To reach these conclusions, Frison mapped out exactly what happens at the molecular level when an electron beam hits a coating. He tracked which chemical bonds formed and which broke under specific conditions, building what he calls a chemical map of the curing process. This wasn't purely academic work. His supervisor made clear that graphs weren't the goal—products were. Using his chemical map as a blueprint, Frison developed several new coating materials that didn't exist before. One approach combined different polymers in precise proportions: acrylates mixed with epoxies, materials that individually produce weak coatings but together create something far stronger. Another innovation used block copolymers, which offer even more durable surface properties. These new materials could protect kitchen countertops and laboratory benches more effectively than existing options.
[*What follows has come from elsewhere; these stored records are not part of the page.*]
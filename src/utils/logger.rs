use tracing_subscriber::{layer::SubscriberExt, util::SubscriberInitExt, EnvFilter};

fn default_filter(verbose: bool) -> EnvFilter {
    EnvFilter::try_from_default_env().unwrap_or_else(|_| {
        if verbose {
            EnvFilter::new("xds_connector=debug,info")
        } else {
            EnvFilter::new("xds_connector=info")
        }
    })
}

pub fn init_cli_logger(verbose: bool) {
    tracing_subscriber::registry()
        .with(default_filter(verbose))
        .with(
            tracing_subscriber::fmt::layer()
                .with_writer(std::io::stderr)
                .with_target(false)
                .with_thread_ids(false)
                .with_file(false)
                .with_line_number(false)
                .compact(),
        )
        .init();
}

/// JSON lines, for log shippers sitting behind the gateway host.
pub fn init_json_logger(verbose: bool) {
    tracing_subscriber::registry()
        .with(default_filter(verbose))
        .with(
            tracing_subscriber::fmt::layer()
                .with_writer(std::io::stderr)
                .with_target(true)
                .with_thread_ids(false)
                .with_file(false)
                .with_line_number(false)
                .json(),
        )
        .init();
}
The path to these discoveries wasn't straightforward. Frison spent his first years in the dual role of academic researcher and industrial chemist feeling, by his own account, like he was drowning rather than swimming. The expectations pulled in different directions. The balance between fundamental science and practical application didn't come naturally. He opens his dissertation to the acknowledgments page, where he begins with a quote from David Foster Wallace's famous fish parable: "What the hell is water?" The question captures something real about straddling two worlds. But he found his equilibrium. The industrial Ph.D. track, for all its friction, taught him something he now wants to build on: the ability to bridge academia and industry, to move between the two worlds with purpose. The electron beam technology he helped advance represents that bridge in material form—science that becomes something you can touch, something that protects, something that lasts.
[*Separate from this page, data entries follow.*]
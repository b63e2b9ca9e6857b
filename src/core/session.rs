use crate::core::events::{EventLog, EventOutcome, SessionEvent};
use crate::core::query::{find_document_by_unique_id, QueryEngine};
use crate::core::retrieve::RetrievalEngine;
use crate::core::submission::SubmissionEngine;
use crate::core::{
    AffinityDomain, AvailabilityStatus, DocumentReference, PatientIdentifier, ResponseOutcome,
    ResponseStatus, Result, Storage, StoredLocation, SubmissionSet, Transport,
};
use crate::utils::error::{ErrorCategory, XdsError};
use serde::Serialize;
use std::time::Duration;

#[derive(Debug, Clone, Default, PartialEq, Eq)]
pub struct SessionOptions {
    /// Upper bound for each transport call and each file write.
    pub deadline: Option<Duration>,
    /// How many of the most recent references `query` resolves to metadata.
    pub metadata_limit: Option<usize>,
    /// Skip the retrieval when the deterministic target file already exists.
    pub skip_existing: bool,
}

#[derive(Debug, Clone, Serialize)]
pub struct StoredDocument {
    pub reference: DocumentReference,
    pub location: StoredLocation,
}

#[derive(Debug, Clone, Serialize)]
pub struct DownloadFailure {
    pub reference: DocumentReference,
    pub error: String,
}

/// Result of downloading everything a query found for one patient.
#[derive(Debug, Clone, Serialize)]
pub struct DownloadReport {
    pub outcome: ResponseOutcome,
    pub stored: Vec<StoredDocument>,
    pub failures: Vec<DownloadFailure>,
    pub events: Vec<SessionEvent>,
}

/// Finds `unique_id` among the entries of a metadata query.
///
/// A miss only means "absent" when the registry answered without errors; a failed or partial
/// answer with no match is inconclusive.
fn locate<'e>(
    outcome: &'e ResponseOutcome,
    unique_id: &str,
) -> Result<Option<&'e DocumentReference>> {
    if outcome.is_unavailable() {
        return Err(XdsError::unavailable(
            outcome
                .transport_error
                .clone()
                .unwrap_or_else(|| "registry reported Unavailable".to_string()),
        ));
    }

    let found = find_document_by_unique_id(&outcome.document_entries, unique_id);
    if found.is_none() && outcome.status >= ResponseStatus::PartialSuccess {
        let details: Vec<&str> = outcome.errors.iter().map(|e| e.value.as_str()).collect();
        return Err(XdsError::unavailable(format!(
            "registry answered {} [{}], cannot tell whether {} exists",
            outcome.status,
            details.join(", "),
            unique_id
        )));
    }
    Ok(found)
}

/// Document consumer and source for one or more affinity domains.
///
/// Holds no state between calls: every method takes the affinity domain it should talk
/// to, and callers may run calls concurrently across domains and patients.
pub struct DocumentSharingSession<T: Transport, S: Storage> {
    transport: T,
    storage: S,
    options: SessionOptions,
}

impl<T: Transport, S: Storage> DocumentSharingSession<T, S> {
    pub fn new(transport: T, storage: S) -> Self {
        Self {
            transport,
            storage,
            options: SessionOptions::default(),
        }
    }

    pub fn with_options(mut self, options: SessionOptions) -> Self {
        self.options = options;
        self
    }

    pub fn options(&self) -> &SessionOptions {
        &self.options
    }

    pub fn storage(&self) -> &S {
        &self.storage
    }

    fn queries(&self) -> QueryEngine<'_, T> {
        QueryEngine::new(&self.transport, self.options.deadline)
    }

    fn retrieval(&self) -> RetrievalEngine<'_, T, S> {
        RetrievalEngine::new(&self.transport, &self.storage, self.options.deadline)
    }

    fn submissions(&self) -> SubmissionEngine<'_, T> {
        SubmissionEngine::new(&self.transport, self.options.deadline)
    }

    /// Reference query followed by a metadata query for the most recent references.
    ///
    /// The result carries the references of the first query, the entries of the second,
    /// the errors of both, and the worse of the two statuses.
    pub async fn query(
        &self,
        domain: &AffinityDomain,
        patient_id: &PatientIdentifier,
        status_filter: &[AvailabilityStatus],
    ) -> Result<ResponseOutcome> {
        let queries = self.queries();
        let found = queries
            .find_document_references(domain, patient_id, status_filter)
            .await?;

        if found.references.is_empty() {
            tracing::info!(
                "No Documents found for patient '{}' in registry: {}",
                patient_id,
                domain.require_registry()?.uri()
            );
            return Ok(found);
        }

        let metadata = queries
            .fetch_metadata(domain, &found.references, self.options.metadata_limit)
            .await?;

        let mut errors = found.errors;
        errors.extend(metadata.errors);

        Ok(ResponseOutcome {
            status: found.status.max(metadata.status),
            errors,
            references: found.references,
            document_entries: metadata.document_entries,
            attachments: Vec::new(),
            transport_error: metadata.transport_error,
        })
    }

    /// Retrieves `reference` from the repository and stores it under its deterministic name,
    /// optionally inside the `destination` subdirectory of the storage root.
    pub async fn retrieve_and_store(
        &self,
        domain: &AffinityDomain,
        reference: &DocumentReference,
        destination: Option<&str>,
    ) -> Result<StoredLocation> {
        let retrieval = self.retrieval();

        if self.options.skip_existing {
            if let Some(path) = retrieval.existing(reference, destination).await? {
                tracing::info!(
                    "Document {} already stored at {}, skipping retrieval",
                    reference.unique_id,
                    path.display()
                );
                return Ok(StoredLocation { path, reused: true });
            }
        }

        let document = retrieval.retrieve(domain, reference).await?;
        retrieval
            .store(reference, &document.content, destination)
            .await
    }

    pub async fn submit(
        &self,
        domain: &AffinityDomain,
        submission_set: &SubmissionSet,
    ) -> Result<ResponseOutcome> {
        self.submissions().submit(domain, submission_set).await
    }

    /// Whether the registry already lists a document with `unique_id` for the patient.
    ///
    /// Scans every returned entry. An unreachable registry, or a registry that answered with
    /// errors and no matching entry, is an error, not "absent".
    pub async fn exists_by_unique_id(
        &self,
        domain: &AffinityDomain,
        patient_id: &PatientIdentifier,
        unique_id: &str,
    ) -> Result<bool> {
        let outcome = self
            .queries()
            .find_document_entries(domain, patient_id, &AvailabilityStatus::default_filter())
            .await?;

        let exists = locate(&outcome, unique_id)?.is_some();
        tracing::debug!(
            "Document {} {} for patient {}",
            unique_id,
            if exists { "already exists" } else { "not yet present" },
            patient_id
        );
        Ok(exists)
    }

    /// Duplicate check on every document of the set, then submission.
    ///
    /// The check is advisory: another submitter can register the same uniqueId between the
    /// check and the submission. Registries offering idempotent submission are the only
    /// real guard against that.
    pub async fn submit_new_document(
        &self,
        domain: &AffinityDomain,
        submission_set: &SubmissionSet,
    ) -> Result<ResponseOutcome> {
        for document in submission_set.documents() {
            let unique_id = &document.metadata.unique_id;
            if self
                .exists_by_unique_id(domain, submission_set.patient_id(), unique_id)
                .await?
            {
                return Err(XdsError::DuplicateUniqueId {
                    unique_id: unique_id.clone(),
                });
            }
        }
        self.submit(domain, submission_set).await
    }

    /// Queries the patient's documents and stores every one of them.
    ///
    /// Documents that cannot be retrieved are reported and skipped; storage failures abort.
    pub async fn download_patient_documents(
        &self,
        domain: &AffinityDomain,
        patient_id: &PatientIdentifier,
        destination: Option<&str>,
    ) -> Result<DownloadReport> {
        let mut log = EventLog::new();

        let outcome = self
            .query(domain, patient_id, &AvailabilityStatus::default_filter())
            .await?;
        log.record(
            "query",
            outcome.status,
            format!(
                "Returned {} references and {} documents for patient {}",
                outcome.references.len(),
                outcome.document_entries.len(),
                patient_id
            ),
        );

        let mut stored = Vec::new();
        let mut failures = Vec::new();

        for entry in &outcome.document_entries {
            let reference = &entry.reference;
            match self.retrieve_and_store(domain, reference, destination).await {
                Ok(location) => {
                    log.record(
                        "retrieve",
                        EventOutcome::Succeeded,
                        format!(
                            "Document {} stored to {}",
                            reference.unique_id,
                            location.path.display()
                        ),
                    );
                    stored.push(StoredDocument {
                        reference: reference.clone(),
                        location,
                    });
                }
                Err(e)
                    if matches!(e.category(), ErrorCategory::Storage | ErrorCategory::Timeout) =>
                {
                    log.record(
                        "store",
                        EventOutcome::Failed,
                        format!("Storing {} failed: {}", reference.unique_id, e),
                    );
                    return Err(e);
                }
                Err(e) => {
                    log.record(
                        "retrieve",
                        EventOutcome::Failed,
                        format!("Document {} not retrieved: {}", reference.unique_id, e),
                    );
                    failures.push(DownloadFailure {
                        reference: reference.clone(),
                        error: e.to_string(),
                    });
                }
            }
        }

        Ok(DownloadReport {
            outcome,
            stored,
            failures,
            events: log.into_events(),
        })
    }

    /// Finds the patient's document with `unique_id` and stores it; `None` when the registry
    /// does not list it.
    pub async fn fetch_document_by_unique_id(
        &self,
        domain: &AffinityDomain,
        patient_id: &PatientIdentifier,
        unique_id: &str,
        destination: Option<&str>,
    ) -> Result<Option<StoredLocation>> {
        let outcome = self
            .queries()
            .find_document_entries(domain, patient_id, &AvailabilityStatus::default_filter())
            .await?;

        match locate(&outcome, unique_id)? {
            Some(reference) => self
                .retrieve_and_store(domain, reference, destination)
                .await
                .map(Some),
            None => {
                tracing::info!("No document {} for patient {}", unique_id, patient_id);
                Ok(None)
            }
        }
    }
}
UV curing requires toxic chemical initiators that make coatings unsuitable for food packaging, while electron beam coatings eliminate this problem entirely.
— Tommaso Frison, polymer chemist
In an industrial Ph.D. project, you have to balance multiple expectations—it took time to find the right equilibrium, but it gave me a lot.
— Tommaso Frison
The Hearth Conversation Another angle on the story
Inventor

Why does electron beam curing matter more than UV? It seems like UV is already everywhere.

Model

UV works fine for thin coatings, but it can't penetrate thick layers evenly. And it requires toxic chemical additives to start the reaction. For food packaging, that's a real problem. Electron beams don't have that limitation.

Inventor

So it's faster and safer. But what makes the actual coating itself better?

Model

The chemistry is different. When electrons hit the material, they trigger a reaction that creates a more uniform, tighter protective layer. It's more resistant to weathering and chemicals. UV coatings have weak points; EB coatings don't.

Inventor

That sounds like it should already be standard in industry. Why isn't it?

Model

Cost. EB equipment is much more expensive than UV equipment. That's the main barrier. But as the technology matures and production scales up, that gap will narrow.

Inventor

You mentioned developing new materials. What's the practical difference someone would actually feel?

Model

Imagine a kitchen countertop. An EB-cured coating would resist scratches, stains, and weathering far better than what's on most countertops now. It would last longer and stay looking better. That's the real-world payoff.

Inventor

And this all came from studying nail polish?

Model

Not really from studying it, but using it as an analogy to explain the concept. The actual work was mapping the chemistry at the molecular level—seeing exactly what happens when electrons hit the coating material. That's what led to the new materials.